Phoebe spends the entire episode trying to prove him wrong and fails, miserably. Now I can begin to argue about how a mother cares for her child selflessly or how a dog loves his owner selflessly. But I’d like to take this statement away from people bound to you by love.

No matter what good deed you do, you almost always benefit from it. It doesn’t have to be in the form of a top of the line Porsche or a penthouse over looking the skyline in New York City. It is that moment when you’re sitting by yourself at home, reflecting at memories and you smile because you feel good or happy about something you did for someone. That is when you’ve reaped all benefits of your good deed and it stops being unselfish.

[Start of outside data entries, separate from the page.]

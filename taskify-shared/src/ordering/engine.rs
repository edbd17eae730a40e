/// Transactional task update engine
///
/// `OrderingEngine` is the single entry point for mutating an existing
/// task. It validates the patch, applies it atomically and broadcasts one
/// `task:updated` event per successful update.

use std::sync::Arc;

use sqlx::PgPool;
use thiserror::Error;
use uuid::Uuid;

use crate::models::project::ProjectMember;
use crate::models::task::{Task, TaskPatch, TaskStatus};
use crate::ordering::plan;
use crate::realtime::{ProjectBroadcast, TaskUpdatedEvent};

/// Errors from applying a task update
#[derive(Error, Debug)]
pub enum TaskUpdateError {
    /// Task does not exist
    #[error("Task not found")]
    NotFound,

    /// Requested assignee is not a member of the task's project
    #[error("Cannot assign task to user who is not a project member")]
    AssigneeNotMember,

    /// Underlying database error
    #[error("Store error: {0}")]
    Store(#[from] sqlx::Error),
}

/// Applies task patches and keeps column ordering consistent
///
/// Holds the database pool and a broadcast handle; the handle is injected
/// so tests can capture emissions without Redis.
#[derive(Clone)]
pub struct OrderingEngine {
    pool: PgPool,
    events: Arc<dyn ProjectBroadcast>,
}

impl OrderingEngine {
    /// Creates an engine over a pool and a broadcast handle
    pub fn new(pool: PgPool, events: Arc<dyn ProjectBroadcast>) -> Self {
        OrderingEngine { pool, events }
    }

    /// Applies a patch to a task
    ///
    /// Exactly one of three paths runs, chosen from the patch and the
    /// task's current state:
    ///
    /// 1. `status` differs from the current column: the task moves between
    ///    columns and both columns are renumbered.
    /// 2. `order_index` is present (same column): the column is renumbered
    ///    with the task at its new position.
    /// 3. otherwise: plain field update, ordering untouched.
    ///
    /// Field changes (title, description, assignee) riding along with a
    /// reorder or move are applied in the same transaction.
    ///
    /// On success the updated task is returned and a `task:updated` event
    /// is emitted to the project's channel. Emission is best effort; a
    /// failed broadcast never fails the update.
    pub async fn update_task(
        &self,
        task_id: Uuid,
        patch: TaskPatch,
    ) -> Result<Task, TaskUpdateError> {
        let task = Task::find_by_id(&self.pool, task_id)
            .await?
            .ok_or(TaskUpdateError::NotFound)?;

        if let Some(Some(user_id)) = patch.assigned_to {
            let member = ProjectMember::is_member(&self.pool, task.project_id, user_id).await?;
            if !member {
                return Err(TaskUpdateError::AssigneeNotMember);
            }
        }

        let updated = match patch.status {
            Some(status) if status != task.status => {
                self.move_across_columns(&task, status, &patch).await?
            }
            _ => match patch.order_index {
                Some(requested) => self.reorder_within_column(&task, requested, &patch).await?,
                None => self.update_fields_only(&task, &patch).await?,
            },
        };

        self.emit_task_updated(&updated).await;

        Ok(updated)
    }

    /// Path 3: plain field update, no ordering involved
    async fn update_fields_only(
        &self,
        task: &Task,
        patch: &TaskPatch,
    ) -> Result<Task, TaskUpdateError> {
        if !patch.has_field_changes() {
            return Ok(task.clone());
        }

        Task::update_fields(&self.pool, task.id, patch)
            .await?
            .ok_or(TaskUpdateError::NotFound)
    }

    /// Path 2: renumber the task's own column around its new position
    async fn reorder_within_column(
        &self,
        task: &Task,
        requested_index: i32,
        patch: &TaskPatch,
    ) -> Result<Task, TaskUpdateError> {
        let mut tx = self.pool.begin().await?;

        // Point-in-time read of the column. Two clients renumbering the
        // same column concurrently serialize on commit and the later one
        // wins; the invariant still holds afterwards because each plan
        // renumbers the whole column.
        let column = Task::column_ids(&mut *tx, task.project_id, task.status).await?;

        let writes = match plan::plan_reorder(&column, task.id, requested_index) {
            Some(writes) => writes,
            // Column snapshot no longer contains the task; a concurrent
            // move took it. Treat as gone.
            None => return Err(TaskUpdateError::NotFound),
        };

        for write in &writes {
            Task::set_order_index(&mut *tx, write.task_id, write.order_index).await?;
        }

        if patch.has_field_changes() {
            Task::update_fields(&mut *tx, task.id, patch).await?;
        }

        let updated = Task::find_by_id(&mut *tx, task.id)
            .await?
            .ok_or(TaskUpdateError::NotFound)?;

        tx.commit().await?;

        Ok(updated)
    }

    /// Path 1: move the task to another column and renumber both columns
    async fn move_across_columns(
        &self,
        task: &Task,
        new_status: TaskStatus,
        patch: &TaskPatch,
    ) -> Result<Task, TaskUpdateError> {
        // Absent index on a cross-column move means "top of the column".
        let requested_index = patch.order_index.unwrap_or(0);

        let mut tx = self.pool.begin().await?;

        let source =
            Task::column_ids_excluding(&mut *tx, task.project_id, task.status, task.id).await?;
        let dest =
            Task::column_ids_excluding(&mut *tx, task.project_id, new_status, task.id).await?;

        let move_plan = plan::plan_move(&source, &dest, task.id, requested_index);

        Task::set_column(&mut *tx, task.id, new_status, move_plan.final_index).await?;

        for write in &move_plan.source {
            Task::set_order_index(&mut *tx, write.task_id, write.order_index).await?;
        }
        for write in move_plan.dest.iter().filter(|w| w.task_id != task.id) {
            Task::set_order_index(&mut *tx, write.task_id, write.order_index).await?;
        }

        if patch.has_field_changes() {
            Task::update_fields(&mut *tx, task.id, patch).await?;
        }

        let updated = Task::find_by_id(&mut *tx, task.id)
            .await?
            .ok_or(TaskUpdateError::NotFound)?;

        tx.commit().await?;

        Ok(updated)
    }

    /// Broadcasts `task:updated` for a committed update
    ///
    /// Fire and forget: serialization or transport failures are logged and
    /// swallowed, the caller already has the committed task.
    async fn emit_task_updated(&self, task: &Task) {
        let event = TaskUpdatedEvent::new(task);

        let payload = match serde_json::to_value(&event) {
            Ok(payload) => payload,
            Err(e) => {
                tracing::warn!(task_id = %task.id, error = %e, "failed to serialize task event");
                return;
            }
        };

        self.events
            .emit(task.project_id, TaskUpdatedEvent::NAME, payload)
            .await;
    }
}

#[cfg(test)]
mod tests {
    use super::*;

    #[test]
    fn test_task_update_error_display() {
        assert_eq!(TaskUpdateError::NotFound.to_string(), "Task not found");
        assert_eq!(
            TaskUpdateError::AssigneeNotMember.to_string(),
            "Cannot assign task to user who is not a project member"
        );
    }
}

I wanted to prove this wrong. Maybe, just maybe, there was a good deed with nothing to offer in return. So I spent a very long time trying to come up with one thing that would make an unselfish good deed. Donating clothes and food, helping people stuck in disasters, helping the elderly – no matter what I came up with, I always felt good about it. Even if I tried not to. So what is a good deed? 

I remembered a quote my father told me when I was a child, “A good deed is not donating $1 out of your $1 Million. It’s taking $10 for your own needs and giving away the rest for others’ needs. That’s when you’ve done a genuine good deed.” Is that it? Giving away everything you have and keeping just enough for your needs? 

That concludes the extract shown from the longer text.